### PROBLEM TO SOLVE
In the data that follows, find each line containing "typed" and copy it.

### INFORMATION GIVEN
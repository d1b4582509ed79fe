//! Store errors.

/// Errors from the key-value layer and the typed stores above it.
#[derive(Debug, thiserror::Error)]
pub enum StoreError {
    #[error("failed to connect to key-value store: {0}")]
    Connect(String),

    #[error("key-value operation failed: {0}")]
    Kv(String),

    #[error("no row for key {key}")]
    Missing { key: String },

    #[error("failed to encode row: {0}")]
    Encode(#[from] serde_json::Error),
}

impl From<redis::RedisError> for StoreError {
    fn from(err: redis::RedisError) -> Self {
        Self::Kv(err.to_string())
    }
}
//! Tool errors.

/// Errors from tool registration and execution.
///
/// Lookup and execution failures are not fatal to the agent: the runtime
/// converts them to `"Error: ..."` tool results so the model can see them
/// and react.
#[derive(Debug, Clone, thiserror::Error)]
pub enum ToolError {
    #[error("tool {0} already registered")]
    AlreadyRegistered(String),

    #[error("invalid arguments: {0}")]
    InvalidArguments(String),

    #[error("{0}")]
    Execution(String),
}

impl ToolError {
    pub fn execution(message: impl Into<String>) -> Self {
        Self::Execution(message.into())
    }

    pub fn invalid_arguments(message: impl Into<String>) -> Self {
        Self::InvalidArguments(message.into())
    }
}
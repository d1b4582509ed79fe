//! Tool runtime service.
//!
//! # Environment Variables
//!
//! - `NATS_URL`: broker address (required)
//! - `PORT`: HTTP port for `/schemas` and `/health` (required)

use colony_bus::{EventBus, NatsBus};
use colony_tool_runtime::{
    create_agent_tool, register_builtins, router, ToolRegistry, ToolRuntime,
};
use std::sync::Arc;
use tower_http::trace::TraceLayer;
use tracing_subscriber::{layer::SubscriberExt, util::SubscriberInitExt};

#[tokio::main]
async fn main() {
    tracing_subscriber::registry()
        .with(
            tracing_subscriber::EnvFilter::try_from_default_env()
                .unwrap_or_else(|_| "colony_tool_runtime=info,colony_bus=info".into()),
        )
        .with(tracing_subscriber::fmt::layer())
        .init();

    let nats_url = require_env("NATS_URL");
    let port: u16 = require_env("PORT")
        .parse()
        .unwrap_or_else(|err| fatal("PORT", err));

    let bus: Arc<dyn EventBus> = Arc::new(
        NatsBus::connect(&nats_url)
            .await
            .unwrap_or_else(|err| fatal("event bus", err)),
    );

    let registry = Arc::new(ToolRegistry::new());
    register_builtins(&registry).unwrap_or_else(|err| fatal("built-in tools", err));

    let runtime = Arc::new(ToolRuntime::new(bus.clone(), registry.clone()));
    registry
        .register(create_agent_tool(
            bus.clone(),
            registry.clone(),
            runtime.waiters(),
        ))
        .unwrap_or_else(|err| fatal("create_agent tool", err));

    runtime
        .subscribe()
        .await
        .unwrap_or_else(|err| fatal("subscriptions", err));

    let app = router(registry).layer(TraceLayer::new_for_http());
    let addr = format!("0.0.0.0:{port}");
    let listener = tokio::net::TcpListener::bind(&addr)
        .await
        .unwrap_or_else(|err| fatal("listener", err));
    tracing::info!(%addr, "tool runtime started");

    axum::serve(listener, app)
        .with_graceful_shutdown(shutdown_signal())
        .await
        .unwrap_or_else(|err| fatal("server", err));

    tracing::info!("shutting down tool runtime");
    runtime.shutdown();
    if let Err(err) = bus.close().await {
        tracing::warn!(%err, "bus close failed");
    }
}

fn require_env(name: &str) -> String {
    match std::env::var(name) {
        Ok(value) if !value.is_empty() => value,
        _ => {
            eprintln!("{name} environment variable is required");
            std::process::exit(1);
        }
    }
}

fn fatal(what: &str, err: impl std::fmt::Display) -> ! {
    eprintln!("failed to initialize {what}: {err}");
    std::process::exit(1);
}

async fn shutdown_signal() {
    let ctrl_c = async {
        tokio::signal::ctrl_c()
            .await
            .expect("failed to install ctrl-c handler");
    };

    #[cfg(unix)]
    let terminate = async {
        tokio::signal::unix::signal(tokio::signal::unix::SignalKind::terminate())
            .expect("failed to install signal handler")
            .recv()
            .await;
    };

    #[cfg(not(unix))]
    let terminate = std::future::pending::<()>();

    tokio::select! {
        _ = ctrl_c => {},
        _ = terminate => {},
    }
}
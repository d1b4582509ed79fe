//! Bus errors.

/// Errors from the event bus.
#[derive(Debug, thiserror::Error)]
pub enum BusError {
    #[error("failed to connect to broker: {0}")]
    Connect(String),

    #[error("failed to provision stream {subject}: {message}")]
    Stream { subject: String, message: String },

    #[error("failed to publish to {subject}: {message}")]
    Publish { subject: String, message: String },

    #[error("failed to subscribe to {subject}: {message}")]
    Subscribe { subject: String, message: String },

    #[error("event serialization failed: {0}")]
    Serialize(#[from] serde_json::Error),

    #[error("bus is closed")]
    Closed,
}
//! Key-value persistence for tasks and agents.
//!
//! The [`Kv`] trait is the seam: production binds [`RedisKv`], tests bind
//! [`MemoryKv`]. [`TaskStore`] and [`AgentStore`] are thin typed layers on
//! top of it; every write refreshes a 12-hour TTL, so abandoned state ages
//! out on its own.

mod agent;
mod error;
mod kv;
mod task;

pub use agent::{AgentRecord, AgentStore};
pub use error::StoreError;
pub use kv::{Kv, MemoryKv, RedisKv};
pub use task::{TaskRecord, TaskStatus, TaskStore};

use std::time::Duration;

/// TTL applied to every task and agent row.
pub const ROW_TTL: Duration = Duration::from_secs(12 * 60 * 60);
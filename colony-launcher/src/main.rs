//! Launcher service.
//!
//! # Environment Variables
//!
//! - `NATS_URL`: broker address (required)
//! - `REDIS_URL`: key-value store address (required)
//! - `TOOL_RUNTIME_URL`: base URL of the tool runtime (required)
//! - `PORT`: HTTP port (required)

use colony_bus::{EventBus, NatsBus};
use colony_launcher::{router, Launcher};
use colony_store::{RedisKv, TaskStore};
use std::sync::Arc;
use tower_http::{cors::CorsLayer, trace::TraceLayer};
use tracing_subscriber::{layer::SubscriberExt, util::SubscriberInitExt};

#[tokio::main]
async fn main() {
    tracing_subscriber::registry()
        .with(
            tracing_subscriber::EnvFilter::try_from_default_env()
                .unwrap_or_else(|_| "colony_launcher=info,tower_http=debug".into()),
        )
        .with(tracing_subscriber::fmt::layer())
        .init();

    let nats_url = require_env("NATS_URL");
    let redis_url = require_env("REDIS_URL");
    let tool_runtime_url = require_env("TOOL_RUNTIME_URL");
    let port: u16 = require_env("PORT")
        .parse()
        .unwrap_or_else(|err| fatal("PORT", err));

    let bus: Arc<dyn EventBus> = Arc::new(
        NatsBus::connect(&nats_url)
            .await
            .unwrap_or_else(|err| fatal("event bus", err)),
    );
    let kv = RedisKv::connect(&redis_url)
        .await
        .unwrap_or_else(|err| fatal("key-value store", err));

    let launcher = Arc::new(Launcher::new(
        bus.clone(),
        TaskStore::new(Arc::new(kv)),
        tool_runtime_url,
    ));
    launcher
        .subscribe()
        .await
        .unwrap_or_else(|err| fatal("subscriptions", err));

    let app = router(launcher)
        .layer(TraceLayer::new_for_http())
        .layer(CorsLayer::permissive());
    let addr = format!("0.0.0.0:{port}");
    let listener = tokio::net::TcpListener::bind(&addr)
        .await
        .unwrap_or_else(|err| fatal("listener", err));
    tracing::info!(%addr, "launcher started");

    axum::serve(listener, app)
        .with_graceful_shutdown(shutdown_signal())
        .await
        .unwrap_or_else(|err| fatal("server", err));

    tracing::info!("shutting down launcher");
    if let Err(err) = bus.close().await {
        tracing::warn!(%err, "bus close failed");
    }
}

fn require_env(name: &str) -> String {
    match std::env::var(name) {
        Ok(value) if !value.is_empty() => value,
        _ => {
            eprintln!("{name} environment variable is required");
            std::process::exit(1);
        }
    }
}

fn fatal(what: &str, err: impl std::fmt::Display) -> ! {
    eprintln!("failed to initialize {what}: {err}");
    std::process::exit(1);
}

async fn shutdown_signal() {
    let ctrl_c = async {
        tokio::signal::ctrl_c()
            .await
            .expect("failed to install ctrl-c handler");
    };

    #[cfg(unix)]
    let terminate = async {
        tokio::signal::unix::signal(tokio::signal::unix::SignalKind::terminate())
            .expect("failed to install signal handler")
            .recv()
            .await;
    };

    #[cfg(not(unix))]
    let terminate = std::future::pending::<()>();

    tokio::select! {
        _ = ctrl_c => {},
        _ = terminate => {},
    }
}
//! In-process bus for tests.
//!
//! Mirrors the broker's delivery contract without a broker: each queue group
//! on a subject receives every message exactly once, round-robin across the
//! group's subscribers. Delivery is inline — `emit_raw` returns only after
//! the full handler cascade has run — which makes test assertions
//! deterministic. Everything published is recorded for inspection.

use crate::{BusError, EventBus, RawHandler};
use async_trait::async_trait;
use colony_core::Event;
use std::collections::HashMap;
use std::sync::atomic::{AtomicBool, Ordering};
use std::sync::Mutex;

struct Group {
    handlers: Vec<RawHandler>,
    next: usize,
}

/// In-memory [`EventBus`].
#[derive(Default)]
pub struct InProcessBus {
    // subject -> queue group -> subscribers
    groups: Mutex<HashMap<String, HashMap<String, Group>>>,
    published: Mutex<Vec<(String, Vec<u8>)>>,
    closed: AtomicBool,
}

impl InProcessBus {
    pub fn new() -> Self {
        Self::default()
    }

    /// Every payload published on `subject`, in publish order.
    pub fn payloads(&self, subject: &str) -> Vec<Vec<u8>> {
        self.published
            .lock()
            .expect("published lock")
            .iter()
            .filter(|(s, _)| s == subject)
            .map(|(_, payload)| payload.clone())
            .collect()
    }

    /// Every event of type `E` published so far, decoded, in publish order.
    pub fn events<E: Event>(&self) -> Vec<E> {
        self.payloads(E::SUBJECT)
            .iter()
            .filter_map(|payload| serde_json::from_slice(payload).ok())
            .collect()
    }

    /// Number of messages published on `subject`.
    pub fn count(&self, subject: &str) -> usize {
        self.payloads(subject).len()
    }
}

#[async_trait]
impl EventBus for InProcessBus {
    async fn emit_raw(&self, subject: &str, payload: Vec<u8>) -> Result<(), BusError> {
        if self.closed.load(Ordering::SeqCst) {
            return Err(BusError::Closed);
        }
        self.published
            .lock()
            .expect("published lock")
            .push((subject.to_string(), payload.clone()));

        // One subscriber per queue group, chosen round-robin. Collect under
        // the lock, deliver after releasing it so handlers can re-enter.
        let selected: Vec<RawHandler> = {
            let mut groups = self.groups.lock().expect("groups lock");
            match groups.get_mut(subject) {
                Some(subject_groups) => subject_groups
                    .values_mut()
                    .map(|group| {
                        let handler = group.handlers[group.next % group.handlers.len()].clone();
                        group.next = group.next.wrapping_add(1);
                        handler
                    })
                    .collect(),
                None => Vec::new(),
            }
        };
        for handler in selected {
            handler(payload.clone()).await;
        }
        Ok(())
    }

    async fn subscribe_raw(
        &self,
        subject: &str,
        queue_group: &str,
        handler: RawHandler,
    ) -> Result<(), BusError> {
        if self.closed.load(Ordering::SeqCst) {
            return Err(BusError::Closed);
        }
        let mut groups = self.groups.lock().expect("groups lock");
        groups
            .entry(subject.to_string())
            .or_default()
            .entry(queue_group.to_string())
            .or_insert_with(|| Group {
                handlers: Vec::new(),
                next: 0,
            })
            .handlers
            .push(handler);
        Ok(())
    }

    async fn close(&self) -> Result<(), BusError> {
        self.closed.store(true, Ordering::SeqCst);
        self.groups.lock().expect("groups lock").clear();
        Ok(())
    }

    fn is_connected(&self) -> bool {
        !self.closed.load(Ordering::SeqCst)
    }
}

### OUTPUT BELOW
/// Errors from the key-value layer and the typed stores above it.
//! [`MemoryKv`]. [`TaskStore`] and [`AgentStore`] are thin typed layers on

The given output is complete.